La contiguità fra Napoli-bene e Napoli-male è un dato storico, un retaggio del periodo borbonico e feudale, ai tempi in cui signori e 'pezzenti' vivevano gomito a gomito. Di tale contiguità feci io stesso esperienza quando, a metà degli anni sessanta, con la prima macchina mi spinsi fino alla capitale partenopea e ricevetti dai napoletani un paio di salutari lezioni di vita di cui sono loro ancora grato. Posteggiai al limitare dei Quartieri spagnoli, con tutti i bagagli dentro, davanti a un grande bar, che mi pare si chiamasse 'Scarpinato', noto ritrovo di malandrini. Ad unica mia scusante c'è che avevo solo 21 anni. Poi con la mia ragazza ci addentrammo per le viuzze.
Quando ritornammo della macchina naturalmente non c'era più traccia. Stavamo seduti, sporchi e immalinconiti, davanti a una minuscola postazione di caramba, dove avevamo fatto l'inutile denuncia, quando passò un ragazzo poco più grande di noi. Ci vide in quello stato e ci chiese cosa fosse successo. Glielo raccontammo. "Beh" disse "vi ospito io finchè non avrete ritrovato la macchina". Viveva in una splendida casa a Mergellina. I suoi erano via per un viaggio di piacere. Per tre giorni ci portò in giro per Napoli facendoci vedere soprattutto i bassifondi e la città sotterranea. Passato questo tempo decise che era venuto il momento di ritrovare la macchina. La sera andammo sul lungomare di Mergellina, pieno di luci, di colori, di suoni e di bancarelle di cozzicari.
A colpo sicuro si diresse verso uno di loro, un monoculo soprannominato 'U' Scurnacchiato', che pareva uscito dalla Corte dei Miracoli, e gli spiegò la situazione. 'U' Scurnacchiato' ci squadrò, poi, rivolgendosi a me, disse: "La macchina la ritroverete senz'altro". Ma, ridendo col suo unico occhio, aggiunse: "I bagagli no, altrimenti che mariuoli saremmo?". Alle sette di mattina del giorno dopo ci telefonarono i carabinieri che, con aria piuttosto soddisfatta, ci annunciarono che avevano ritrovato la macchina. Un mese dopo mi arrivò, a Milano, una busta chiusa e anonima con dentro tutti i documenti.

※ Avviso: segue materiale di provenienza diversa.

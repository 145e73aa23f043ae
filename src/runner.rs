//! Sequential execution of suites against one client and one session
//!
//! Login happens lazily, at most once, when the first step that needs a
//! bearer token comes up. Step failures never escape: they become
//! records, and steps that cannot run become skips.

use std::time::{Instant, SystemTime, UNIX_EPOCH};
use tracing::{debug, info, warn};

use crate::auth;
use crate::client::ApiClient;
use crate::config::Settings;
use crate::error::ProbeError;
use crate::report::{Reporter, TestRecord};
use crate::step::{Step, request_and_assert};
use crate::suite::Suite;
use crate::vars::Vars;

const AUTH_RECORD: &str = "authentication";
const LOGIN_FAILED: &str = "login failed";
const NO_CREDENTIALS: &str = "no credentials configured";
const HALTED: &str = "halted after failure";

#[derive(Debug, Clone, Copy, Default)]
pub struct RunOptions {
    pub stop_on_failure: bool,
}

#[derive(Debug, Clone, Copy, PartialEq, Eq)]
enum SessionState {
    Pending,
    Active,
    Failed,
    NoCredentials,
}

pub struct Runner<'a> {
    client: ApiClient,
    settings: &'a Settings,
    reporter: &'a mut Reporter,
    vars: Vars,
    session: SessionState,
    stop_on_failure: bool,
    halted: bool,
}

impl<'a> Runner<'a> {
    pub fn new(settings: &'a Settings, reporter: &'a mut Reporter, options: RunOptions) -> Self {
        let mut vars = Vars::new();
        vars.insert("base_url", settings.base_url.as_str());
        vars.insert("login_path", settings.login_path.as_str());
        vars.insert("run_id", run_id());

        let session = match &settings.credentials {
            Some(credentials) => {
                vars.insert("email", credentials.email.as_str());
                vars.insert("password", credentials.password.as_str());
                SessionState::Pending
            }
            None => SessionState::NoCredentials,
        };

        Self {
            client: ApiClient::new(&settings.base_url, settings.timeout),
            settings,
            reporter,
            vars,
            session,
            stop_on_failure: options.stop_on_failure,
            halted: false,
        }
    }

    #[cfg(test)]
    pub fn vars(&self) -> &Vars {
        &self.vars
    }

    pub fn run_suite(&mut self, suite: &Suite) {
        info!(suite = %suite.name, steps = suite.steps.len(), "running suite");
        self.reporter.section(&suite.name, &suite.description);
        for step in &suite.steps {
            self.run_step(&suite.name, step);
        }
    }

    pub fn run_step(&mut self, suite: &str, step: &Step) {
        let label = format!("{}: {}", suite, step.name);

        if self.halted {
            self.skip(&label, HALTED);
            return;
        }

        if step.auth {
            if let Err(reason) = self.authenticate() {
                self.skip(&label, reason);
                return;
            }
        }

        let started = Instant::now();
        match request_and_assert(&self.client, step, &self.vars) {
            Ok(assertion) => {
                for (name, value) in assertion.captured {
                    debug!(variable = %name, "captured value");
                    self.vars.insert(&name, value);
                }
                self.reporter.log_result(TestRecord::passed(
                    &label,
                    assertion.status,
                    assertion.elapsed,
                ));
            }
            Err(ProbeError::Unresolved { name }) => {
                self.skip(&label, &format!("no value for ${{{}}}", name));
            }
            Err(err) => {
                debug!(step = %label, error = %err, "step failed");
                self.reporter
                    .log_result(TestRecord::failed(&label, &err, started.elapsed()));
                self.note_failure();
            }
        }
    }

    /// Log in now, unless that already happened (or cannot happen).
    ///
    /// Records an `authentication` result on the first attempt.
    pub fn authenticate(&mut self) -> Result<(), &'static str> {
        match self.session {
            SessionState::Active => return Ok(()),
            SessionState::Failed => return Err(LOGIN_FAILED),
            SessionState::NoCredentials => return Err(NO_CREDENTIALS),
            SessionState::Pending => {}
        }

        let settings = self.settings;
        let Some(credentials) = &settings.credentials else {
            self.session = SessionState::NoCredentials;
            return Err(NO_CREDENTIALS);
        };

        let started = Instant::now();
        match auth::login(&self.client, &settings.login_path, credentials) {
            Ok(session) => {
                info!(
                    user_id = session.user_id.as_deref().unwrap_or("unknown"),
                    "authenticated"
                );
                let mut record = TestRecord::passed(AUTH_RECORD, 200, started.elapsed());
                if let Some(user_id) = &session.user_id {
                    self.vars.insert("user_id", user_id.as_str());
                    record = record.with_details(&format!("logged in as user {}", user_id));
                }
                self.client.set_token(session.token);
                self.reporter.log_result(record);
                self.session = SessionState::Active;
                Ok(())
            }
            Err(err) => {
                warn!(error = %err, "login failed");
                self.reporter
                    .log_result(TestRecord::failed(AUTH_RECORD, &err, started.elapsed()));
                self.session = SessionState::Failed;
                self.note_failure();
                Err(LOGIN_FAILED)
            }
        }
    }

    fn skip(&mut self, label: &str, reason: &str) {
        info!(step = %label, reason, "step skipped");
        self.reporter.log_skip(label, reason);
    }

    fn note_failure(&mut self) {
        if self.stop_on_failure {
            self.halted = true;
        }
    }
}

/// Short identifier used to tag resources created during this run
fn run_id() -> String {
    let millis = SystemTime::now()
        .duration_since(UNIX_EPOCH)
        .map(|d| d.as_millis())
        .unwrap_or_default();
    format!("{:x}", millis)
}
//! Failure taxonomy for a single probe step

use serde::Serialize;
use std::fmt;
use std::time::Duration;
use thiserror::Error;

use crate::step::StatusSet;

/// Coarse classification of a failed step, used for hints and JSON output
#[derive(Debug, Clone, Copy, PartialEq, Eq, Serialize)]
#[serde(rename_all = "snake_case")]
pub enum FailureKind {
    Status,
    Check,
    Decode,
    Timeout,
    Connection,
    Capture,
    InvalidRequest,
}

impl fmt::Display for FailureKind {
    fn fmt(&self, f: &mut fmt::Formatter<'_>) -> fmt::Result {
        let name = match self {
            FailureKind::Status => "status",
            FailureKind::Check => "check",
            FailureKind::Decode => "decode",
            FailureKind::Timeout => "timeout",
            FailureKind::Connection => "connection",
            FailureKind::Capture => "capture",
            FailureKind::InvalidRequest => "invalid_request",
        };
        write!(f, "{}", name)
    }
}

#[derive(Error, Debug)]
pub enum ProbeError {
    #[error("request timed out after {}s", .after.as_secs())]
    Timeout { after: Duration },

    #[error("connection failed: {0}")]
    Connection(String),

    #[error("expected HTTP {expected}, got {actual}")]
    UnexpectedStatus {
        expected: StatusSet,
        actual: u16,
        body: String,
    },

    #[error("response is not valid JSON: {0}")]
    Decode(String),

    #[error("{0}")]
    Check(String),

    #[error("could not capture '{name}' from response (tried {tried})")]
    Capture { name: String, tried: String },

    #[error("unknown variable '${{{name}}}'")]
    Unresolved { name: String },

    #[error("invalid request: {0}")]
    InvalidRequest(String),
}

impl ProbeError {
    pub fn kind(&self) -> FailureKind {
        match self {
            ProbeError::Timeout { .. } => FailureKind::Timeout,
            ProbeError::Connection(_) => FailureKind::Connection,
            ProbeError::UnexpectedStatus { .. } => FailureKind::Status,
            ProbeError::Decode(_) => FailureKind::Decode,
            ProbeError::Check(_) => FailureKind::Check,
            ProbeError::Capture { .. } => FailureKind::Capture,
            ProbeError::Unresolved { .. } | ProbeError::InvalidRequest(_) => {
                FailureKind::InvalidRequest
            }
        }
    }

    /// HTTP status observed before the failure, when one was received
    pub fn status(&self) -> Option<u16> {
        match self {
            ProbeError::UnexpectedStatus { actual, .. } => Some(*actual),
            _ => None,
        }
    }

    /// Raw response text worth showing next to the error
    pub fn response_text(&self) -> Option<&str> {
        match self {
            ProbeError::UnexpectedStatus { body, .. } if !body.is_empty() => Some(body),
            _ => None,
        }
    }
}
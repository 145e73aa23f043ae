//! Run-scoped variable table and `${name}` templating
//!
//! Values captured from one response (note ids, image URLs, ...) are fed
//! into the paths, bodies and checks of later steps.

use serde_json::Value;
use std::collections::BTreeMap;
use std::fmt;

use crate::error::ProbeError;

#[derive(Clone, Default)]
pub struct Vars {
    values: BTreeMap<String, String>,
}

/// Lists variable names only; the table holds the login password
impl fmt::Debug for Vars {
    fn fmt(&self, f: &mut fmt::Formatter<'_>) -> fmt::Result {
        f.debug_set().entries(self.values.keys()).finish()
    }
}

impl Vars {
    pub fn new() -> Self {
        Self::default()
    }

    pub fn insert(&mut self, name: &str, value: impl Into<String>) {
        self.values.insert(name.to_string(), value.into());
    }

    pub fn get(&self, name: &str) -> Option<&str> {
        self.values.get(name).map(String::as_str)
    }

    /// Substitute every `${name}` in `template`.
    ///
    /// A `${...}` whose content is not a valid identifier is left untouched.
    pub fn render(&self, template: &str) -> Result<String, ProbeError> {
        let mut out = String::with_capacity(template.len());
        let mut rest = template;

        while let Some(start) = rest.find("${") {
            out.push_str(&rest[..start]);
            let after = &rest[start + 2..];

            let Some(end) = after.find('}') else {
                out.push_str(&rest[start..]);
                return Ok(out);
            };

            let name = &after[..end];
            if is_identifier(name) {
                let value = self.get(name).ok_or_else(|| ProbeError::Unresolved {
                    name: name.to_string(),
                })?;
                out.push_str(value);
            } else {
                out.push_str(&rest[start..start + 2 + end + 1]);
            }
            rest = &after[end + 1..];
        }

        out.push_str(rest);
        Ok(out)
    }

    /// Render every string inside a JSON value. Object keys are kept as-is.
    pub fn render_value(&self, value: &Value) -> Result<Value, ProbeError> {
        Ok(match value {
            Value::String(s) => Value::String(self.render(s)?),
            Value::Array(items) => Value::Array(
                items
                    .iter()
                    .map(|item| self.render_value(item))
                    .collect::<Result<_, _>>()?,
            ),
            Value::Object(map) => {
                let mut rendered = serde_json::Map::with_capacity(map.len());
                for (key, item) in map {
                    rendered.insert(key.clone(), self.render_value(item)?);
                }
                Value::Object(rendered)
            }
            other => other.clone(),
        })
    }
}

fn is_identifier(name: &str) -> bool {
    let mut chars = name.chars();
    match chars.next() {
        Some(c) if c.is_ascii_alphabetic() || c == '_' => {}
        _ => return false,
    }
    chars.all(|c| c.is_ascii_alphanumeric() || c == '_')
}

Ma quella di quarant'anni fa era ancora
Era ancora una Napoli umanissima e splendida pur nella sua già evidente decadenza che ne 'La pelle' Malaparte aveva così crudamente descritto, lo scrittore inglese John Horne Burns ne 'La galleria' e il neorealismo cinematografico con film come 'Paisà' di Rossellini e 'Sciuscià' di De Sica. Ma che 'economia del vicolo' ci può essere, oggi, in quartieri come il 'Traiano', nei comuni dell'immenso e impressionante hinterland vesuviano, in paesi come Torre del Greco o Torre Annunziata, un tempo deliziosi, e ora uniti da un'unica colata di cemento.
Che umanità ci può essere? Scriveva già nel 1977 Antonio Ghirelli in 'Napoli italiana': "Distrutta l'economia del vicolo la popolazione più povera viene ammassata nei comprensori della cintura esterna...e si compie una mutazione antropologica che cancella gli ultimi tratti della gentilezza partenopea...Posillipo, il Vomero, i colli Aminei sono presi d'assalto mentre la costruzione dell'ignobile rione San Giuseppe-Carità estende la metastasi nel cuore del centro storico, riducendo ai minimi termini la popolazione dei vecchi quartieri e le sue possibilità di sopravvivenza...la colata di cemento continua ad avanzare in tutte le direzioni, verso Secondigliano e Ponticelli, verso Camaldoli e
La degradazione di Napoli è stata innanzitutto ambientale e ha trascinato con sè quella esistenziale, sociale e criminale. "Anche un ragazzo povero può crescere felice col sole e con il mare" scriveva Albert Camus. A Napoli il sole non c'è più. Se la si lascia con la nave la si vede immersa in una caligine fosca. Se guardate il mare da terra vi può sembrare ancora azzurro per un'abitudine ottica. Ma visto dall'aereo è marrone quasi fino a Capri. I napoletani vivono in questa abitudine ottica e credono ancora - o fingono - di avere 'O sole mio', il mare e il 'golfo più bello del mondo'. Ma non è più così. Da tempo. E questo, come notava Ghirelli, ha cambiato il loro carattere. "Hai un bel dire del buon carattere partenopeo - mi diceva tempo fa un mio giovane amico di Napoli- "ma quando ti tocca perdere ogni giorno tre ore del tuo tempo nel traffico, in una città caotica e sporca, quando la sera torni a casa sei stressato, peggio di un milanese". E fa male al cuore, per contrasto, vedere in certi dettagli, per esempio nell'eleganza con cui nei caffè del centro il cameriere ti serve, i residui malinconici dello splendore di una città che fu fra le capitali della cultura europea.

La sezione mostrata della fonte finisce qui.